Boston Mayor Martin Walsh was too scared to place the traditional Super Bowl bet against Seattle Mayor Ed Murray, but — have no fear! — New England managed to turn up a stand-in: Providence, R.I., Mayor Jorge Elorza.

If the Patriots win, Murray will send Elorza “a package of Northwest alder-smoked salmon from Pure Food Fish Market, coffee beans from the original Starbucks at Pike Place Market and a giant bag of Marshawn Lynch’s favorite snack, Skittles.” Even if certain items are of somewhat dubious quality *cough* Starbucks *cough*, at the very least, this basket is pretty authentically Seattle.

But when the Seahawks win, here’s the dreck Murray earns in return:

One: A basket with Olneyville New York System hot wiener sauce spice mix

OK, sort of weird New England is sending over something New York.

Two: El Quetzal Bakery sweet bread

So now something from Central America. I suppose understandable in light of the Mayor’s name, but the connection to New England is less than perfectly clear. Also moderately questionable: sourcing un-choice cuts of meat from a bakery!

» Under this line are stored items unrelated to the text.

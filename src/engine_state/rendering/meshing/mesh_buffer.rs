//! Mesh data accumulated on the CPU and its GPU-resident counterpart.
//!
//! # Lifecycle
//!
//! ```text
//!          mark_built           upload              clear
//!   Empty ─────────────▶ Built ──────────▶ Uploaded ────────▶ Cleared
//!     ▲                    ▲                                     │
//!     │      unload        └────────────── mark_built ───────────┘
//!     └──────────────── (from any state)
//! ```
//!
//! Building never resets a buffer: clear it first or the new faces land after the old
//! ones. Uploading hands the data to the renderer and drops the CPU copy. A build
//! that produced no faces uploads as nothing: the old resource is released and the
//! buffer returns to `Empty`.

use log::{trace, warn};

use super::face::Face;
use crate::engine_state::rendering::{
    renderer::{GpuHandle, RenderError, Renderer},
    Vertex,
};

/// Where a [`MeshBuffer`] is in its lifecycle.
#[derive(Copy, Clone, Debug, PartialEq, Eq)]
pub enum MeshState {
    /// No CPU data and no GPU resource.
    Empty,
    /// CPU data that is newer than whatever the GPU holds.
    Built,
    /// GPU resource current, CPU data discarded.
    Uploaded,
    /// CPU data discarded; any GPU resource is left as it was.
    Cleared,
}

/// An uploaded mesh resource.
#[derive(Copy, Clone, Debug, PartialEq, Eq)]
struct UploadedMesh {
    handle: GpuHandle,
    index_count: u32,
}

/// Vertex and index data for one stream of chunk geometry.
#[derive(Debug)]
pub struct MeshBuffer {
    /// Name used in logs
    label: &'static str,
    /// Vertex data, append-only while building
    vertices: Vec<Vertex>,
    /// Triangle indices into `vertices`, six per face
    indices: Vec<u32>,
    state: MeshState,
    /// The resource on the renderer side, if one was uploaded
    gpu: Option<UploadedMesh>,
}

impl MeshBuffer {
    /// Creates an empty buffer.
    pub fn new(label: &'static str) -> Self {
        MeshBuffer {
            label,
            vertices: Vec::new(),
            indices: Vec::new(),
            state: MeshState::Empty,
            gpu: None,
        }
    }

    /// The name this buffer logs under.
    pub fn label(&self) -> &'static str {
        self.label
    }

    /// The current lifecycle state.
    pub fn state(&self) -> MeshState {
        self.state
    }

    /// Vertex data not yet uploaded.
    pub fn vertices(&self) -> &[Vertex] {
        &self.vertices
    }

    /// Index data not yet uploaded.
    pub fn indices(&self) -> &[u32] {
        &self.indices
    }

    /// The number of faces held on the CPU side.
    pub fn face_count(&self) -> usize {
        self.indices.len() / 6
    }

    /// Whether there is CPU data the GPU has not seen yet.
    pub fn is_stale(&self) -> bool {
        self.state == MeshState::Built
    }

    /// Whether there is nothing at all to upload or draw.
    pub fn is_empty(&self) -> bool {
        self.vertices.is_empty() && self.gpu.is_none()
    }

    /// The GPU resource currently held, if any.
    pub fn gpu_handle(&self) -> Option<GpuHandle> {
        self.gpu.map(|uploaded| uploaded.handle)
    }

    /// The number of indices a draw of the uploaded resource covers.
    pub fn uploaded_index_count(&self) -> u32 {
        self.gpu.map_or(0, |uploaded| uploaded.index_count)
    }

    /// Appends one face: four vertices and the six indices of its two triangles.
    pub fn push_face(&mut self, face: &Face) {
        let base_vertex = self.vertices.len() as u32;
        self.vertices.extend_from_slice(&face.vertices());
        self.indices.extend_from_slice(&Face::indices(base_vertex));
        self.state = MeshState::Built;
    }

    /// Marks the CPU data as the latest build, even if no face was pushed.
    pub fn mark_built(&mut self) {
        self.state = MeshState::Built;
    }

    /// Discards the CPU data. A GPU resource, if any, is not touched.
    pub fn clear(&mut self) {
        self.vertices.clear();
        self.indices.clear();
        if self.state != MeshState::Empty {
            self.state = MeshState::Cleared;
        }
    }

    /// Sends the built data to `renderer` and drops the CPU copy.
    ///
    /// Does nothing unless the buffer is `Built`. An out-of-date resource from an
    /// earlier upload is released first. A build without vertices never allocates: the
    /// buffer goes straight back to `Empty`.
    ///
    /// # Errors
    /// If the renderer fails, the half-made resource is released, the CPU data is kept
    /// so the upload can be retried, and nothing is drawn for this buffer until then.
    pub fn upload<R: Renderer + ?Sized>(&mut self, renderer: &mut R) -> Result<(), RenderError> {
        if self.state != MeshState::Built {
            trace!("{}: nothing to upload ({:?})", self.label, self.state);
            return Ok(());
        }

        if let Some(stale) = self.gpu.take() {
            renderer.release_gpu_resource(stale.handle);
        }

        if self.vertices.is_empty() {
            trace!("{}: empty build, nothing on the GPU", self.label);
            self.indices = Vec::new();
            self.state = MeshState::Empty;
            return Ok(());
        }

        let handle = renderer.create_gpu_resource()?;
        if let Err(err) = self.write_to(renderer, handle) {
            renderer.release_gpu_resource(handle);
            return Err(err);
        }

        trace!(
            "{}: uploaded {} vertices, {} indices to {}",
            self.label,
            self.vertices.len(),
            self.indices.len(),
            handle
        );
        self.gpu = Some(UploadedMesh {
            handle,
            index_count: self.indices.len() as u32,
        });
        // The GPU owns the geometry now.
        self.vertices = Vec::new();
        self.indices = Vec::new();
        self.state = MeshState::Uploaded;
        Ok(())
    }

    fn write_to<R: Renderer + ?Sized>(
        &self,
        renderer: &mut R,
        handle: GpuHandle,
    ) -> Result<(), RenderError> {
        renderer.upload_vertex_data(handle, bytemuck::cast_slice(&self.vertices))?;
        renderer.upload_index_data(handle, bytemuck::cast_slice(&self.indices))
    }

    /// Issues a draw of the uploaded resource.
    ///
    /// Nothing is drawn if no resource was ever uploaded, or while a rebuild is waiting
    /// to be uploaded.
    pub fn render<R: Renderer + ?Sized>(&self, renderer: &mut R) {
        if self.state == MeshState::Built {
            return;
        }
        if let Some(uploaded) = self.gpu {
            renderer.issue_draw_call(uploaded.handle, uploaded.index_count);
        }
    }

    /// Releases the GPU resource and all CPU data, returning to `Empty`.
    pub fn unload<R: Renderer + ?Sized>(&mut self, renderer: &mut R) {
        if let Some(uploaded) = self.gpu.take() {
            renderer.release_gpu_resource(uploaded.handle);
        }
        self.vertices = Vec::new();
        self.indices = Vec::new();
        self.state = MeshState::Empty;
    }
}

impl Drop for MeshBuffer {
    fn drop(&mut self) {
        if let Some(uploaded) = self.gpu {
            warn!(
                "{} dropped while still holding {}; call unload first",
                self.label, uploaded.handle
            );
        }
    }
}
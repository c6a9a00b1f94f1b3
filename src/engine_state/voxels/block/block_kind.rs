//! # Block Kind Module
//!
//! This module defines the different kinds of blocks that can occupy a grid cell,
//! and the occlusion rule the mesher uses to decide which faces are visible.

use std::fmt;

use num_derive::FromPrimitive;

use super::BlockKindSize;

/// Enumerates every kind of block a voxel grid cell can hold.
///
/// The discriminants are stable and match the compact `BlockKindSize` storage format.
#[repr(u8)]
#[derive(Copy, Clone, Debug, Default, PartialEq, Eq, Hash, FromPrimitive)]
pub enum BlockKind {
    /// Air. The initial state of every cell.
    #[default]
    Empty = 0,

    /// Sentinel returned for any query outside the grid. Behaves like air.
    Void = 1,

    /// Opaque ground block produced by terrain generation.
    Grass = 2,

    /// Water. Visually transparent, so it never hides a neighboring face.
    Water = 3,
}

impl BlockKind {
    /// Converts a `BlockKindSize` back into a `BlockKind`.
    ///
    /// # Arguments
    /// * `raw` - The block kind in its compact storage format
    ///
    /// # Returns
    /// `Some(kind)` for a known discriminant, `None` otherwise.
    pub fn from_int(raw: BlockKindSize) -> Option<Self> {
        num_traits::FromPrimitive::from_u8(raw)
    }

    /// Returns the compact storage representation of this kind.
    pub fn as_int(self) -> BlockKindSize {
        self as BlockKindSize
    }

    /// Whether a block of this kind hides the faces of the blocks next to it.
    ///
    /// Only solid kinds occlude. Air, the out-of-range sentinel and water do not.
    pub fn is_occluding(self) -> bool {
        match self {
            BlockKind::Empty | BlockKind::Void | BlockKind::Water => false,
            BlockKind::Grass => true,
        }
    }

    /// Whether this cell contributes no geometry at all.
    pub fn is_air(self) -> bool {
        matches!(self, BlockKind::Empty | BlockKind::Void)
    }
}

impl fmt::Display for BlockKind {
    fn fmt(&self, f: &mut fmt::Formatter<'_>) -> fmt::Result {
        let name = match self {
            BlockKind::Empty => "empty",
            BlockKind::Void => "void",
            BlockKind::Grass => "grass",
            BlockKind::Water => "water",
        };
        f.write_str(name)
    }
}

#[cfg(test)]
mod tests {
    use super::*;

    #[test]
    fn only_solid_kinds_occlude() {
        assert!(BlockKind::Grass.is_occluding());
        assert!(!BlockKind::Empty.is_occluding());
        assert!(!BlockKind::Void.is_occluding());
        assert!(!BlockKind::Water.is_occluding());
    }

    #[test]
    fn raw_values_convert_back() {
        for kind in [
            BlockKind::Empty,
            BlockKind::Void,
            BlockKind::Grass,
            BlockKind::Water,
        ] {
            assert_eq!(BlockKind::from_int(kind.as_int()), Some(kind));
        }
        assert_eq!(BlockKind::from_int(200), None);
    }

    #[test]
    fn default_is_empty() {
        assert_eq!(BlockKind::default(), BlockKind::Empty);
    }
}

When are we going to get something legitimately New England? Like maybe a quahog. (I don’t know much about New England.) (Yes, I live in New England.)

Three: Trinity Brewhouse IPA beer

Trinity? You Puritans were not big fans of Catholic theology or, so far as I can tell, the whole concept of the Holy Trinity. Who do you think you’re fooling here? Oh right, Seattle.

Alcohol, though, sounds a bit more appropriate — even though your hops were prooooobably grown in Washington (state).

Four: Music by Deer Tick

No. Ew. Gross. I mean, I guess I’m glad to finally see something authentically New England, but how about you all keep your deer ticks where they belong, i.e. as far away from Seattle as possible?

This whole “victory” basket is a disgrace. When Murrary receives it in the mail (perhaps via the Seattle-founded, Rhode Island-branded [Brown] UPS), there’s only one right option: Return to Sender.